» **GOAL OF THE EXERCISE**: Report, in full, each line of the material below in which the string "generation" occurs.
-- Opening Marker --
use crate::common::{TestLadder, worker};

use ladder_common::{AdminCommand, LadderSettings, NoWorkReason};
use ladder_engine::admin::AdHocMatchRequest;
use ladder_engine::entity::arena_match;
use sea_orm::EntityTrait;

#[tokio::test]
async fn disabled_ladder_reports_no_work() {
    let app = TestLadder::spawn_with(LadderSettings {
        enabled: false,
        ..Default::default()
    })
    .await;

    let reason = app.expect_no_work(&worker(1, false)).await;
    assert_eq!(reason, NoWorkReason::LadderDisabled);
}

#[tokio::test]
async fn empty_schedule_reports_no_work() {
    let app = TestLadder::spawn().await;
    let reason = app.expect_no_work(&worker(1, false)).await;
    assert_eq!(reason, NoWorkReason::NoMatchesAvailable);
}

#[tokio::test]
async fn dispatch_generates_a_round_and_hands_out_a_match() {
    let app = TestLadder::spawn().await;
    app.add_agent(1, "alpha");
    app.add_agent(2, "beta");
    let comp = app.open_competition("season-1", &[1, 2]).await;

    let assignment = app.expect_match(&worker(1, false)).await;

    assert_eq!(assignment.agents.len(), 2);
    assert_eq!(assignment.agents[0].participant_number, 1);
    assert_eq!(assignment.agents[1].participant_number, 2);
    assert_ne!(assignment.agents[0].agent_id, assignment.agents[1].agent_id);
    assert!(!assignment.map.location.is_empty());
    assert_eq!(app.round_count(comp.id).await, 1);

    let started = app.arena_match(assignment.match_id).await;
    assert!(started.started.is_some());
    assert_eq!(started.first_started, started.started);
    assert_eq!(started.assigned_worker_id, Some(worker(1, false).id));
}

#[tokio::test]
async fn paused_competition_is_skipped() {
    let app = TestLadder::spawn().await;
    app.add_agent(1, "alpha");
    app.add_agent(2, "beta");
    let comp = app.open_competition("paused", &[1, 2]).await;
    app.state
        .apply_command(comp.id, AdminCommand::Pause)
        .await
        .unwrap();

    let reason = app.expect_no_work(&worker(1, false)).await;
    assert_eq!(reason, NoWorkReason::NoMatchesAvailable);
    assert_eq!(app.round_count(comp.id).await, 0);
}

#[tokio::test]
async fn competition_without_maps_is_skipped_not_fatal() {
    let app = TestLadder::spawn().await;
    app.add_agent(1, "alpha");
    app.add_agent(2, "beta");
    app.add_agent(3, "gamma");
    app.add_agent(4, "delta");

    let starved = app.open_competition("starved", &[1, 2]).await;
    // Disabling the only map makes round generation fail softly.
    app.maps.disable(starved.id, starved.id * 100 + 1);

    let healthy = app.open_competition("healthy", &[3, 4]).await;

    let assignment = app.expect_match(&worker(1, false)).await;
    let started = app.arena_match(assignment.match_id).await;
    assert_eq!(started.competition_id, Some(healthy.id));
    assert_eq!(app.round_count(starved.id).await, 0);
}

#[tokio::test]
async fn lone_agent_is_not_enough() {
    let app = TestLadder::spawn().await;
    app.add_agent(1, "alpha");
    let comp = app.open_competition("lonely", &[1]).await;

    let reason = app.expect_no_work(&worker(1, false)).await;
    assert_eq!(reason, NoWorkReason::NoMatchesAvailable);
    assert_eq!(app.round_count(comp.id).await, 0);
}

#[tokio::test]
async fn reissue_returns_the_same_unfinished_match() {
    let app = TestLadder::spawn().await;
    app.add_agent(1, "alpha");
    app.add_agent(2, "beta");
    app.open_competition("season-1", &[1, 2]).await;

    let w = worker(7, false);
    let first = app.expect_match(&w).await;
    let second = app.expect_match(&w).await;
    assert_eq!(
        first.match_id, second.match_id,
        "a restarted worker gets its own match back"
    );

    // A different worker is not handed someone else's match.
    let other = app.expect_match(&worker(8, false)).await;
    assert_ne!(other.match_id, first.match_id);
}

#[tokio::test]
async fn reissue_can_be_disabled() {
    let app = TestLadder::spawn_with(LadderSettings {
        reissue_unfinished: false,
        ..Default::default()
    })
    .await;
    app.add_agent(1, "alpha");
    app.add_agent(2, "beta");
    app.add_agent(3, "gamma");
    app.open_competition("season-1", &[1, 2, 3]).await;

    let w = worker(7, false);
    let first = app.expect_match(&w).await;
    let second = app.expect_match(&w).await;
    assert_ne!(first.match_id, second.match_id);
}

#[tokio::test]
async fn requested_matches_dispatch_before_round_matches() {
    let app = TestLadder::spawn().await;
    app.add_agent(1, "alpha");
    app.add_agent(2, "beta");
    let comp = app.open_competition("season-1", &[1, 2]).await;

    let requested = app
        .state
        .request_adhoc_match(AdHocMatchRequest {
            agent_1_id: 1,
            agent_2_id: 2,
            map_id: comp.id * 100 + 1,
            competition_id: Some(comp.id),
            requested_by: Some("operator".into()),
        })
        .await
        .unwrap();

    let assignment = app.expect_match(&worker(1, false)).await;
    assert_eq!(assignment.match_id, requested.id);

    let started = app.arena_match(requested.id).await;
    assert!(started.round_id.is_none());
}

#[tokio::test]
async fn untrusted_worker_never_receives_a_trusted_match() {
    let app = TestLadder::spawn().await;
    app.add_trusted_agent(1, "secret");
    app.add_agent(2, "beta");
    app.open_competition("season-1", &[1, 2]).await;

    let reason = app.expect_no_work(&worker(1, false)).await;
    assert_eq!(reason, NoWorkReason::NoMatchesAvailable);

    let assignment = app.expect_match(&worker(2, true)).await;
    let started = app.arena_match(assignment.match_id).await;
    assert!(started.require_trusted);
}

#[tokio::test]
async fn concurrent_dispatch_yields_distinct_matches_and_one_round() {
    let app = TestLadder::spawn_with(LadderSettings {
        max_active_rounds: 1,
        ..Default::default()
    })
    .await;
    for (id, name) in [(1, "a"), (2, "b"), (3, "c"), (4, "d")] {
        app.add_agent(id, name);
    }
    let comp = app.open_competition("season-1", &[1, 2, 3, 4]).await;

    let w1 = worker(1, false);
    let w2 = worker(2, false);
    let (r1, r2) = tokio::join!(app.state.request_match(&w1), app.state.request_match(&w2));

    let a1 = match r1.unwrap() {
        ladder_common::NextMatchReply::Match(a) => a,
        other => panic!("worker 1 got {other:?}"),
    };
    let a2 = match r2.unwrap() {
        ladder_common::NextMatchReply::Match(a) => a,
        other => panic!("worker 2 got {other:?}"),
    };

    assert_ne!(a1.match_id, a2.match_id);
    // The generation race serialized on the competition lock: the loser
    // observed the winner's round instead of creating its own.
    assert_eq!(app.round_count(comp.id).await, 1);
}

#[tokio::test]
async fn a_full_division_round_has_all_pairs() {
    let app = TestLadder::spawn_with(LadderSettings {
        max_active_rounds: 1,
        ..Default::default()
    })
    .await;
    for id in 1..=5 {
        app.add_agent(id, &format!("agent-{id}"));
    }
    let comp = app.open_competition("season-1", &[1, 2, 3, 4, 5]).await;

    // Trigger generation.
    app.expect_match(&worker(1, false)).await;

    let matches = arena_match::Entity::find().all(&app.db).await.unwrap();
    // 5 agents, one division: 5 * 4 / 2 pairs.
    assert_eq!(matches.len(), 10);
    assert!(matches.iter().all(|m| m.competition_id == Some(comp.id)));
}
-- Closing Marker --
» **THE COMPLETED TASK**:
    // Disabling the only map makes round generation fail softly.
    // The generation race serialized on the competition lock: the loser
    // Trigger generation.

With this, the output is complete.